### Task details
Compute how many lines in the entries below contain "OwnedFrame", and output nothing but the number.

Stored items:
───

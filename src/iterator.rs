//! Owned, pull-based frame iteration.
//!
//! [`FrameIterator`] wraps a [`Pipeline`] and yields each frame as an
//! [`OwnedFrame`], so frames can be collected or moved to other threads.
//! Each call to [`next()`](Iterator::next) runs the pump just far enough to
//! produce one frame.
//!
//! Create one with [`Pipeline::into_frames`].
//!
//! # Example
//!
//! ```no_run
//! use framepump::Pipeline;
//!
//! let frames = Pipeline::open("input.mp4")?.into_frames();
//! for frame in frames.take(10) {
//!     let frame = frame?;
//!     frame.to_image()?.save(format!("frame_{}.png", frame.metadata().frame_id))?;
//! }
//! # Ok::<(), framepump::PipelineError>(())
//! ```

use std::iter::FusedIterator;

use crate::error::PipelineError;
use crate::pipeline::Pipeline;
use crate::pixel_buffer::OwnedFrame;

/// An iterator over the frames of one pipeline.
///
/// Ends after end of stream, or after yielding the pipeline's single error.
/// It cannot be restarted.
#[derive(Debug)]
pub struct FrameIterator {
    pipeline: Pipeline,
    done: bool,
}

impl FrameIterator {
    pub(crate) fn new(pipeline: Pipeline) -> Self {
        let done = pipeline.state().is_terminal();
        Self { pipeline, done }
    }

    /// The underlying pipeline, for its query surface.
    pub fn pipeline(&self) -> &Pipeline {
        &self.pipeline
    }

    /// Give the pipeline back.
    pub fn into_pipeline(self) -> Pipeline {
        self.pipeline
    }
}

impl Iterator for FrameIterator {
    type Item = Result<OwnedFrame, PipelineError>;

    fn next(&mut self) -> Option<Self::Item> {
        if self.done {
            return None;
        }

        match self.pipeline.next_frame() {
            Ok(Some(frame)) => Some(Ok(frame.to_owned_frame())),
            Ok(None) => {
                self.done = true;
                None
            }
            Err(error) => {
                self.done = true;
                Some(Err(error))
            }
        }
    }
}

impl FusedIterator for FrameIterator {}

───

### Exercise result
3